= What you have to do =
Note each line in the data holding the string "layer" and report it.

○ ○ ○ ○ ○ ○ ○

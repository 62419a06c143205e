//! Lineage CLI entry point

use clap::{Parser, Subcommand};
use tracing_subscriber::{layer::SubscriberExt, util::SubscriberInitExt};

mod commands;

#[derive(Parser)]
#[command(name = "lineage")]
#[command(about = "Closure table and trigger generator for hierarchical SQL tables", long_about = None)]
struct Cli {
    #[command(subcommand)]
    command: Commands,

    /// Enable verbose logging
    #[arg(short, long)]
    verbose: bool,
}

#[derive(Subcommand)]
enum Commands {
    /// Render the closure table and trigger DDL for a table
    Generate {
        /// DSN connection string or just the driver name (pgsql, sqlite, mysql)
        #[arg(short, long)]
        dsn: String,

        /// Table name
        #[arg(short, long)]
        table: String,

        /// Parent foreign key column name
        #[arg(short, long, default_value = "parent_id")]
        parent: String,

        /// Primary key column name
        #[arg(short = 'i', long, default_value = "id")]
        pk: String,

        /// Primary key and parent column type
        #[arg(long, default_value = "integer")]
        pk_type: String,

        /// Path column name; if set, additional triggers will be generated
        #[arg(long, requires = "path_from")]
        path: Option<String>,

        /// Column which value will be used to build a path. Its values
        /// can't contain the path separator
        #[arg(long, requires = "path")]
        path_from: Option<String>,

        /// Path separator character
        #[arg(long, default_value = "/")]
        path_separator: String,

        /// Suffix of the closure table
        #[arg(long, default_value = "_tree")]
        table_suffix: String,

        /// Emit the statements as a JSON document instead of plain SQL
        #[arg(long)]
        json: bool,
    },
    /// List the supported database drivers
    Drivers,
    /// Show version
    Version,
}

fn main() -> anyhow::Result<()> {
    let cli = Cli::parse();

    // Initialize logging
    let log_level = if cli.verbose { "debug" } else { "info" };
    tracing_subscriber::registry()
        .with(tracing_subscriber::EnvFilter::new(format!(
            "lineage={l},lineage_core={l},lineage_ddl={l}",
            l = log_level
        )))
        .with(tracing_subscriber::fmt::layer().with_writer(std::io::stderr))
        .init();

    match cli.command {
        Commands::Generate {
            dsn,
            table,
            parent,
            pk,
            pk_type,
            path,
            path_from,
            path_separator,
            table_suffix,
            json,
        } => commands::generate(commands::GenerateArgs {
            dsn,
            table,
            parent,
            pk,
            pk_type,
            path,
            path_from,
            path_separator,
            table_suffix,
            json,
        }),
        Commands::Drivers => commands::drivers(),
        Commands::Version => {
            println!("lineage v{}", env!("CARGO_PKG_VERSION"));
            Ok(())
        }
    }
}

○ ○ ○ ○ ○ ○ ○

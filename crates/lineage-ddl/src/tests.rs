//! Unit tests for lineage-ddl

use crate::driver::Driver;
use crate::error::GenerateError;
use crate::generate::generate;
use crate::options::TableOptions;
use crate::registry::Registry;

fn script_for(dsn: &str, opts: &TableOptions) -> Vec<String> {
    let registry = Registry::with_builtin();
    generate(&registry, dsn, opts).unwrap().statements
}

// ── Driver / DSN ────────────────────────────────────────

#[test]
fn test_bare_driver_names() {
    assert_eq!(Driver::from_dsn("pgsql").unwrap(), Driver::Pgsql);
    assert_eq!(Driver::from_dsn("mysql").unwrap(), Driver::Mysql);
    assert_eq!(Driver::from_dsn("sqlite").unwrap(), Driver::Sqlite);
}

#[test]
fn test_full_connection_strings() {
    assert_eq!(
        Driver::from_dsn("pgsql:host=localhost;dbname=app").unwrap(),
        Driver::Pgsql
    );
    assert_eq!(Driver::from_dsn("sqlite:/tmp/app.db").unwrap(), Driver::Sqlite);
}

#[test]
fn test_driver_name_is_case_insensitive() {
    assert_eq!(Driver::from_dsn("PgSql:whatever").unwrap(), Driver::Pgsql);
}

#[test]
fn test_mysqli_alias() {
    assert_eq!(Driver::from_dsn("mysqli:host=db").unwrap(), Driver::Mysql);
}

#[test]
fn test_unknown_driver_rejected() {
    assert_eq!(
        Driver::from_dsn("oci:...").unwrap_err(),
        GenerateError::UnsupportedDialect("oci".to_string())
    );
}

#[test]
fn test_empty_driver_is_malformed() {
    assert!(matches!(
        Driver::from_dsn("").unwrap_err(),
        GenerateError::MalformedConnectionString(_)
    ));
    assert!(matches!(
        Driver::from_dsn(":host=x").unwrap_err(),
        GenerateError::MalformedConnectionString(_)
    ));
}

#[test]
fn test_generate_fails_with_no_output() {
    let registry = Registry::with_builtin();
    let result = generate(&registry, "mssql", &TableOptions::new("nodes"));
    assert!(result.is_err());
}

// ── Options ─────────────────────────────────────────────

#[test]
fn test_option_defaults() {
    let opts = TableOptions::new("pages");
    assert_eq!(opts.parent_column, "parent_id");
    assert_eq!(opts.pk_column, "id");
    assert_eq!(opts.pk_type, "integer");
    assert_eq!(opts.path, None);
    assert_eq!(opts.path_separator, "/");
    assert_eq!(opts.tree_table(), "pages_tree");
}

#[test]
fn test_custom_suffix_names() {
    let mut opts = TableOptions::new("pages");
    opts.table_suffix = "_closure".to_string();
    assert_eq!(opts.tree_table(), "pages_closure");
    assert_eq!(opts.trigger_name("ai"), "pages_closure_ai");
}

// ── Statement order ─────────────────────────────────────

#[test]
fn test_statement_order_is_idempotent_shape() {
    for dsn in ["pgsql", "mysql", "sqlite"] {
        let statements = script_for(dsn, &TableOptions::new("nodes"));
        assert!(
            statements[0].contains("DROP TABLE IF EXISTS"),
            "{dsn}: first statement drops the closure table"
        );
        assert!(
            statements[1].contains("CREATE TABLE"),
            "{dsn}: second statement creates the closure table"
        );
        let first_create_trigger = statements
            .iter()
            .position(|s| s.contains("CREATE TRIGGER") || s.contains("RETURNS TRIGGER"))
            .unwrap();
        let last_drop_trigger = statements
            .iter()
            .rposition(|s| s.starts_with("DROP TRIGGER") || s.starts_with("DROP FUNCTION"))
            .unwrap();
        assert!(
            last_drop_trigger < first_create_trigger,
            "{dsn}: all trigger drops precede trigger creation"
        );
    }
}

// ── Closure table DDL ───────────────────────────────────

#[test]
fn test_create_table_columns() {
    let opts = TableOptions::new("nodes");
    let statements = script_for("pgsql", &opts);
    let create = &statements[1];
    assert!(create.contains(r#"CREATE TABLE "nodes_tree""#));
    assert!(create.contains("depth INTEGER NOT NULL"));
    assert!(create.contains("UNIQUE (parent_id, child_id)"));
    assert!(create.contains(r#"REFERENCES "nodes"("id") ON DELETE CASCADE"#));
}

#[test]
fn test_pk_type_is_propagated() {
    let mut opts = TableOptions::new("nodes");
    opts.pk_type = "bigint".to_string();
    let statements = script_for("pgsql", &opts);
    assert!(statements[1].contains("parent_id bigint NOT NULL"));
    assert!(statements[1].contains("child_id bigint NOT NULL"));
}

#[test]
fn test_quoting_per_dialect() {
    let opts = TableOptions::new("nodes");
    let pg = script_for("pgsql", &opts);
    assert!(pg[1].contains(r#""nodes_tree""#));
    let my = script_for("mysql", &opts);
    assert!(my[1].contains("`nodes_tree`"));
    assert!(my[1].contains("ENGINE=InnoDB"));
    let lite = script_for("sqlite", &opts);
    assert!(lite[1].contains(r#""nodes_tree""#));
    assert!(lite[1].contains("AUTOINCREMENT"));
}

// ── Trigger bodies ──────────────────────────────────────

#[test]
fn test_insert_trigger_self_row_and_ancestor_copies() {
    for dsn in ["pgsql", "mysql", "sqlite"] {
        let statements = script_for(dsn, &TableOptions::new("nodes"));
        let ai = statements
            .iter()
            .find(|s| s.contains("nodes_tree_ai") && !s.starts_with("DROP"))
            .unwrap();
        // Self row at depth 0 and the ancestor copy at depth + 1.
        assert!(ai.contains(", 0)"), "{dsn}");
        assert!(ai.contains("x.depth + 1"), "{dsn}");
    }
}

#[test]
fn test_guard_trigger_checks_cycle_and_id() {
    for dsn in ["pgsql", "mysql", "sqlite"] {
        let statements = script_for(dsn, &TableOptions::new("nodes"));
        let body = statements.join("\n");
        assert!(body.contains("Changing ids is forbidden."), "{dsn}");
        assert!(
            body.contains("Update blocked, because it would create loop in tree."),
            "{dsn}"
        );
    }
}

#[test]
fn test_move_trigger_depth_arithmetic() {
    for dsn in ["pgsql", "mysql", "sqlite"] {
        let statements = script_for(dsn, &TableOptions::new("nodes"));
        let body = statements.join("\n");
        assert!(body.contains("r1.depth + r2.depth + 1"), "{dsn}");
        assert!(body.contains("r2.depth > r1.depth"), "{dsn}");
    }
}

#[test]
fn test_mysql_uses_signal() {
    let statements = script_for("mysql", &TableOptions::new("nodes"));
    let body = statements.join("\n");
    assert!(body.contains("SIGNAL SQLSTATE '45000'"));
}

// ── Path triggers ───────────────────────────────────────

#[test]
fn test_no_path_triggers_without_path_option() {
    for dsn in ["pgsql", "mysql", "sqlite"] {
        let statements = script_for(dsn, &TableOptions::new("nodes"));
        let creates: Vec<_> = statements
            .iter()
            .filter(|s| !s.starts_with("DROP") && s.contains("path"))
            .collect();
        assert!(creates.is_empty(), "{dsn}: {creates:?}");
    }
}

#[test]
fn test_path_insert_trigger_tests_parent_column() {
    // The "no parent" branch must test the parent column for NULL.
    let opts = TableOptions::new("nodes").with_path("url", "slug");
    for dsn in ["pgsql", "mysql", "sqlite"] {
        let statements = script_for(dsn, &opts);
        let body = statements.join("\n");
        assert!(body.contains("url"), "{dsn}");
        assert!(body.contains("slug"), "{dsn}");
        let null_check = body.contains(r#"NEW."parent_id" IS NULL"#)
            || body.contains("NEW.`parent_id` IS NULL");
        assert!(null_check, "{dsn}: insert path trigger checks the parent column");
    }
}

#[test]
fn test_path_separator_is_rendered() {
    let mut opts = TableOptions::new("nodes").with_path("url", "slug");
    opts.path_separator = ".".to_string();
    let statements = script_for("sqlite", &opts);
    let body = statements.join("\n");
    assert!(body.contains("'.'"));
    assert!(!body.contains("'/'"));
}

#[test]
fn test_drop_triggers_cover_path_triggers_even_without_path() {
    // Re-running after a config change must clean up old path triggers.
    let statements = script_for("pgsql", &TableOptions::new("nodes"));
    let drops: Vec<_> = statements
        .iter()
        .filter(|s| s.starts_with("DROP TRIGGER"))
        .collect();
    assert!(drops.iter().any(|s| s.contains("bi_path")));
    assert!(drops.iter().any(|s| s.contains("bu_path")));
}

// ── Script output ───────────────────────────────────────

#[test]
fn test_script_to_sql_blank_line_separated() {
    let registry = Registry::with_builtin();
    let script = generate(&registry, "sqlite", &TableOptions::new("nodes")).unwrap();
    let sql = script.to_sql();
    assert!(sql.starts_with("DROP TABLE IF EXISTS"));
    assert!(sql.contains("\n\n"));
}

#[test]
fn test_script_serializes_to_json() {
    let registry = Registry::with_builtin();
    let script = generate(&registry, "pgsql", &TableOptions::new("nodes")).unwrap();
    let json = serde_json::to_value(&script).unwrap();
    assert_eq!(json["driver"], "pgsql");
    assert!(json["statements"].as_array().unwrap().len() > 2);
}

○ ○ ○ ○ ○ ○ ○

= Answer space =
use tracing_subscriber::{layer::SubscriberExt, util::SubscriberInitExt};
        .with(tracing_subscriber::fmt::layer().with_writer(std::io::stderr))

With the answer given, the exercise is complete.